Overlooking my personal opinion that these are just plain ugly,  there's one thing about Prada footwear that in my experience is a constant:  they are HORRIBLY uncomfortable!  I've had a variety of Prada footwear items over the years. As cute as they all were, they were sheer misery to wear.


----------



## LilMissCutie

I wouldn’t spend the money- too trendy.


----------



## Prada Psycho

LilMissCutie said:


> I wouldn’t spend the money- too trendy.


There's that, too.


----------



## a-s

I love these boots! They are trendy with the pouch but by removing it you have a classic combat boot.
I went for the chelsea version which better suits my style and they still have the chunky sole, which is what I love most.


----------



## ghoulish

a-s said:


> I love these boots! They are trendy with the pouch but by removing it you have a classic combat boot.
> I went for the chelsea version which better suits my style and they still have the chunky sole, which is what I love most.
> View attachment 4954205


Oh, l love this version!


----------



## cbarrus

There are just too many options out there to spend the money on Prada combat boots, in my opinion.  They are trendy, and even though I like the look, I would start with Doc Martens for a fraction of the cost, lol.


----------



## missfiggy

Prada Psycho said:


> Overlooking my personal opinion that these are just plain ugly,  there's one thing about Prada footwear that in my experience is a constant:  they are HORRIBLY uncomfortable!  I've had a variety of Prada footwear items over the years. As cute as they all were, they were sheer misery to wear.



  I can just picture you teetering around in these great clodhoppers ...


----------



## Prada Psycho

missfiggy said:


> I can just picture you teetering around in these great clodhoppers ...
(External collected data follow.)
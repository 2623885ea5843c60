//! Server configuration loaded from environment variables.
//!
//! # Environment Variables
//!
//! ## Required
//! - `BQ_DATABASE_URL` - `PostgreSQL` connection string (falls back to `DATABASE_URL`)
//! - `BQ_JWT_SECRET` - Session token signing secret (min 32 chars, high entropy)
//!
//! ## Optional
//! - `BQ_HOST` - Bind address (default: 127.0.0.1)
//! - `BQ_PORT` - Listen port (default: 3000)
//! - `SMTP_HOST` / `SMTP_PORT` / `SMTP_USERNAME` / `SMTP_PASSWORD` /
//!   `SMTP_FROM_ADDRESS` - Mail delivery; when absent the server starts but
//!   OTP issuance fails with a configuration error
//! - `SENTRY_DSN` - Sentry error tracking DSN
//! - `SENTRY_ENVIRONMENT` - Sentry environment name

use std::collections::HashMap;
use std::net::{IpAddr, SocketAddr};

use secrecy::{ExposeSecret, SecretString};
use thiserror::Error;

const MIN_JWT_SECRET_LENGTH: usize = 32;
const MIN_ENTROPY_BITS_PER_CHAR: f64 = 3.3;

/// Blocklist of common placeholder patterns (case-insensitive)
const PLACEHOLDER_PATTERNS: &[&str] = &[
    "your-",
    "changeme",
    "replace",
    "placeholder",
    "example",
    "secret",
    "password",
    "xxx",
    "todo",
    "fixme",
    "insert",
    "enter-",
    "put-your",
    "add-your",
];

/// Configuration errors that can occur during loading.
#[derive(Debug, Error)]
pub enum ConfigError {
    #[error("Missing environment variable: {0}")]
    MissingEnvVar(String),
    #[error("Invalid environment variable {0}: {1}")]
    InvalidEnvVar(String, String),
    #[error("Insecure secret in {0}: {1}")]
    InsecureSecret(String, String),
}

/// Server application configuration.
#[derive(Debug, Clone)]
pub struct ServerConfig {
    /// `PostgreSQL` database connection URL (contains password)
    pub database_url: SecretString,
    /// IP address to bind the server to
    pub host: IpAddr,
    /// Port to listen on
    pub port: u16,
    /// Session token signing secret
    pub jwt_secret: SecretString,
    /// Mail delivery configuration (absent when SMTP is not set up)
    pub email: Option<EmailConfig>,
    /// Sentry DSN for error tracking
    pub sentry_dsn: Option<String>,
    /// Sentry environment (e.g., "development", "production")
    pub sentry_environment: Option<String>,
}

/// SMTP mail delivery configuration.
///
/// Implements `Debug` manually to redact the password.
#[derive(Clone)]
pub struct EmailConfig {
    /// SMTP server hostname
    pub smtp_host: String,
    /// SMTP server port
    pub smtp_port: u16,
    /// SMTP authentication username
    pub smtp_username: String,
    /// SMTP authentication password
    pub smtp_password: SecretString,
    /// Email sender address (From header)
    pub from_address: String,
}

impl std::fmt::Debug for EmailConfig {
    fn fmt(&self, f: &mut std::fmt::Formatter<'_>) -> std::fmt::Result {
        f.debug_struct("EmailConfig")
            .field("smtp_host", &self.smtp_host)
            .field("smtp_port", &self.smtp_port)
            .field("smtp_username", &self.smtp_username)
            .field("smtp_password", &"[REDACTED]")
            .field("from_address", &self.from_address)
            .finish()
    }
}

impl ServerConfig {
    /// Load configuration from environment variables.
    ///
    /// Calls `dotenvy::dotenv()` to load from `.env` file if present.
    ///
    /// # Errors
    ///
    /// Returns `ConfigError` if required variables are missing, invalid, or
    /// if the JWT secret fails validation (placeholder detection, entropy
    /// check).
    pub fn from_env() -> Result<Self, ConfigError> {
        // Load .env file if present (ignore errors if not found)
        let _ = dotenvy::dotenv();

        let database_url = get_database_url("BQ_DATABASE_URL")?;
        let host = get_env_or_default("BQ_HOST", "127.0.0.1")
            .parse::<IpAddr>()
            .map_err(|e| ConfigError::InvalidEnvVar("BQ_HOST".to_string(), e.to_string()))?;
        let port = get_env_or_default("BQ_PORT", "3000")
            .parse::<u16>()
            .map_err(|e| ConfigError::InvalidEnvVar("BQ_PORT".to_string(), e.to_string()))?;

        let jwt_secret = get_validated_secret("BQ_JWT_SECRET")?;
        validate_jwt_secret(&jwt_secret, "BQ_JWT_SECRET")?;

        let email = EmailConfig::from_env()?;
        let sentry_dsn = get_optional_env("SENTRY_DSN");
        let sentry_environment = get_optional_env("SENTRY_ENVIRONMENT");

        Ok(Self {
            database_url,
            host,
            port,
            jwt_secret,
            email,
            sentry_dsn,
            sentry_environment,
        })
    }

    /// Returns the socket address for binding the server.
    #[must_use]
    pub const fn socket_addr(&self) -> SocketAddr {
        SocketAddr::new(self.host, self.port)
    }
}

impl EmailConfig {
    /// Load SMTP configuration, returning `None` when it is not set up.
    ///
    /// Absent SMTP credentials are not a startup error: the catalog and cart
    /// keep working, only OTP issuance refuses until an operator fills them
    /// in.
    fn from_env() -> Result<Option<Self>, ConfigError> {
        let Some(smtp_host) = get_optional_env("SMTP_HOST") else {
            return Ok(None);
        };
        let Some(smtp_username) = get_optional_env("SMTP_USERNAME") else {
            return Ok(None);
        };
        let Some(smtp_password) = get_optional_env("SMTP_PASSWORD") else {
            return Ok(None);
        };

        let smtp_port = get_env_or_default("SMTP_PORT", "587")
            .parse::<u16>()
            .map_err(|e| ConfigError::InvalidEnvVar("SMTP_PORT".to_string(), e.to_string()))?;
        let from_address =
            get_optional_env("SMTP_FROM_ADDRESS").unwrap_or_else(|| smtp_username.clone());

        Ok(Some(Self {
            smtp_host,
            smtp_port,
            smtp_username,
            smtp_password: SecretString::from(smtp_password),
            from_address,
        }))
    }
}

// =============================================================================
// Helper Functions
// =============================================================================

/// Get a required environment variable.
fn get_required_env(key: &str) -> Result<String, ConfigError> {
    std::env::var(key).map_err(|_| ConfigError::MissingEnvVar(key.to_string()))
}

/// Get database URL with fallback to generic `DATABASE_URL`.
fn get_database_url(primary_key: &str) -> Result<SecretString, ConfigError> {
    // Try primary key first (e.g., BQ_DATABASE_URL)
    if let Ok(value) = std::env::var(primary_key) {
        return Ok(SecretString::from(value));
    }
    // Fallback to generic DATABASE_URL
    if let Ok(value) = std::env::var("DATABASE_URL") {
        return Ok(SecretString::from(value));
    }
    Err(ConfigError::MissingEnvVar(primary_key.to_string()))
}

/// Get an optional environment variable.
fn get_optional_env(key: &str) -> Option<String> {
    std::env::var(key).ok()
}

/// Get an environment variable with a default value.
fn get_env_or_default(key: &str, default: &str) -> String {
    std::env::var(key).unwrap_or_else(|_| default.to_string())
}

/// Validate that the JWT secret meets minimum length requirements.
fn validate_jwt_secret(secret: &SecretString, var_name: &str) -> Result<(), ConfigError> {
    let value = secret.expose_secret();
    if value.len() < MIN_JWT_SECRET_LENGTH {
        return Err(ConfigError::InsecureSecret(
            var_name.to_string(),
            format!(
                "must be at least {} characters (got {})",
                MIN_JWT_SECRET_LENGTH,
                value.len()
            ),
        ));
    }
    Ok(())
}

/// Calculate Shannon entropy in bits per character.
fn shannon_entropy(s: &str) -> f64 {
    if s.is_empty() {
        return 0.0;
    }

    let mut freq: HashMap<char, usize> = HashMap::new();
    for c in s.chars() {
        *freq.entry(c).or_insert(0) += 1;
    }

    #[allow(clippy::cast_precision_loss)] // String length will never exceed f64 precision
    let len = s.len() as f64;
    freq.values()
        .map(|&count| {
            #[allow(clippy::cast_precision_loss)] // Character count will never exceed f64 precision
            let p = count as f64 / len;
            -p * p.log2()
        })
        .sum()
}

/// Validate that a secret is not a placeholder and has sufficient entropy.
fn validate_secret_strength(secret: &str, var_name: &str) -> Result<(), ConfigError> {
    let lower = secret.to_lowercase();

    // Check blocklist
    for pattern in PLACEHOLDER_PATTERNS {
        if lower.contains(pattern) {
            return Err(ConfigError::InsecureSecret(
                var_name.to_string(),
                format!("appears to be a placeholder (contains '{pattern}')"),
            ));
        }
    }

    // Check entropy (real secrets like API keys have high entropy)
    let entropy = shannon_entropy(secret);
    if entropy < MIN_ENTROPY_BITS_PER_CHAR {
        return Err(ConfigError::InsecureSecret(
            var_name.to_string(),
            format!(
                "entropy too low ({entropy:.2} bits/char, need >= {MIN_ENTROPY_BITS_PER_CHAR:.1}). Use a randomly generated secret."
            ),
        ));
    }

    Ok(())
}

/// Load and validate a secret from environment.
fn get_validated_secret(key: &str) -> Result<SecretString, ConfigError> {
    let value = get_required_env(key)?;
    validate_secret_strength(&value, key)?;
    Ok(SecretString::from(value))
}

#[cfg(test)]
#[allow(clippy::unwrap_used)]
mod tests {
    use super::*;

    #[test]
    fn test_shannon_entropy_empty() {
        assert!((shannon_entropy("") - 0.0).abs() < f64::EPSILON);
    }

    #[test]
    fn test_shannon_entropy_single_char() {
        // All same character = 0 entropy
        assert!((shannon_entropy("aaaaaaa") - 0.0).abs() < f64::EPSILON);
    }

    #[test]
    fn test_shannon_entropy_two_chars() {
        // "ab" has entropy of 1 bit per char (50% a, 50% b)
        let entropy = shannon_entropy("ab");
        assert!((entropy - 1.0).abs() < 0.01);
    }

    #[test]
    fn test_shannon_entropy_high() {
        // Random-looking string should have high entropy
        let entropy = shannon_entropy("aB3$xY9!mK2@nL5#");
        assert!(entropy > 3.3);
    }

    #[test]
    fn test_validate_secret_strength_placeholder() {
        let result = validate_secret_strength("your-signing-key-here", "TEST_VAR");
        assert!(result.is_err());
        let err = result.unwrap_err();
        assert!(matches!(err, ConfigError::InsecureSecret(_, _)));
    }

    #[test]
    fn test_validate_secret_strength_changeme() {
        let result = validate_secret_strength("changeme123", "TEST_VAR");
        assert!(result.is_err());
    }

    #[test]
    fn test_validate_secret_strength_low_entropy() {
        let result = validate_secret_strength("aaaaaaaaaaaaaaaaaaaaaaaaaaaaaaaaa", "TEST_VAR");
        assert!(result.is_err());
        let err = result.unwrap_err();
        assert!(matches!(err, ConfigError::InsecureSecret(_, _)));
    }

    #[test]
    fn test_validate_secret_strength_valid() {
        // High-entropy random string
        let result = validate_secret_strength("aB3$xY9!mK2@nL5#pQ7&rT0*uW4^zC6", "TEST_VAR");
        assert!(result.is_ok());
    }

    #[test]
    fn test_validate_jwt_secret_too_short() {
        let secret = SecretString::from("short");
        let result = validate_jwt_secret(&secret, "TEST_JWT");
        assert!(result.is_err());
    }

    #[test]
    fn test_validate_jwt_secret_valid_length() {
        let secret = SecretString::from("a".repeat(32));
        let result = validate_jwt_secret(&secret, "TEST_JWT");
        assert!(result.is_ok());
    }

    #[test]
    fn test_socket_addr() {
        let config = ServerConfig {
            database_url: SecretString::from("postgres://localhost/test"),
            host: "127.0.0.1".parse().unwrap(),
            port: 3000,
            jwt_secret: SecretString::from("x".repeat(32)),
            email: None,
            sentry_dsn: None,
            sentry_environment: None,
        };

        let addr = config.socket_addr();
        assert_eq!(addr.ip().to_string(), "127.0.0.1");
        assert_eq!(addr.port(), 3000);
    }

    #[test]
    fn test_email_config_debug_redacts_password() {
        let config = EmailConfig {
            smtp_host: "smtp.gmail.com".to_string(),
            smtp_port: 587,
            smtp_username: "orders@beautyqueen.in".to_string(),
            smtp_password: SecretString::from("super_secret_app_password"),
            from_address: "orders@beautyqueen.in".to_string(),
        };

        let debug_output = format!("{config:?}");

        assert!(debug_output.contains("smtp.gmail.com"));
        assert!(debug_output.contains("orders@beautyqueen.in"));
        assert!(debug_output.contains("[REDACTED]"));
        assert!(!debug_output.contains("super_secret_app_password"));
    }
}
If  I'm going to wear boots, they'll look like these and I'll be headed up a mountain some where.


----------



## HannaHal

a-s said:


> I love these boots! They are trendy with the pouch but by removing it you have a classic combat boot.
> I went for the chelsea version which better suits my style and they still have the chunky sole, which is what I love most.
> View attachment 4954205



Ive been looking at this version too, are the comfortable? True to size? My only worry is they are very heavy? I've never seen in person..

Thank you!


----------



## a-s

HannaHal said:


> Ive been looking at this version too, are the comfortable? True to size? My only worry is they are very heavy? I've never seen in person..
> 
> Thank you!



I was also worried about that but they are very comfortable and not heavy at all. I have quite narrow feet/ankles so I often have trouble finding boots that fit but these are perfect - I did have to go up half a size though.


----------



## netinvader

I’m on the fence about these. I love them, so versatile but they’re so chunky I can’t drive in them. 

Also, being 5’4” in height makes me feel like I’m stomping around/walking weirdly. Has anyone experienced the same?


----------



## Prada Psycho

netinvader said:


> I’m on the fence about these. I love them, so versatile but they’re so chunky I can’t drive in them.
> 
> Also, being 5’4” in height makes me feel like I’m stomping around/walking weirdly. Has anyone experienced the same?



How versatile can they be if you can't drive when you wear them?  Clearly some other style and/or designer would be more appropriate for the amount of money you're going to spend.


----------



## netinvader

Prada Psycho said:


> How versatile can they be if you can't drive when you wear them?  Clearly some other style and/or designer would be more appropriate for the amount of money you're going to spend.


Versatile in terms of how I can wear them/pair them up with the outfits I have. In that sense, they’re great! But in every other sense they’re just not meeting up to my standards for the price.
Thanks for reinforcing what I was already thinking. I’m gonna go for the plain military boots from Prada or these other Gucci I had my eyes on. They’ll probably age better due to their classic design.


----------



## maximemw

HannaHal said:


> Ive been looking at this version too, are the comfortable? True to size? My only worry is they are very heavy? I've never seen in person..
> 
> Thank you!


 Yes they are really comfortable and really light, they size a little big, Also if you ar in Canadian Winter its a must ! they are really durable 

Also hurry up because they will soon increase in price at 2200$CAN


----------



## bisousx

I just received my Monolith ankle boots (leather/nylon) after much research and debating about the comfort, cost, trendiness etc.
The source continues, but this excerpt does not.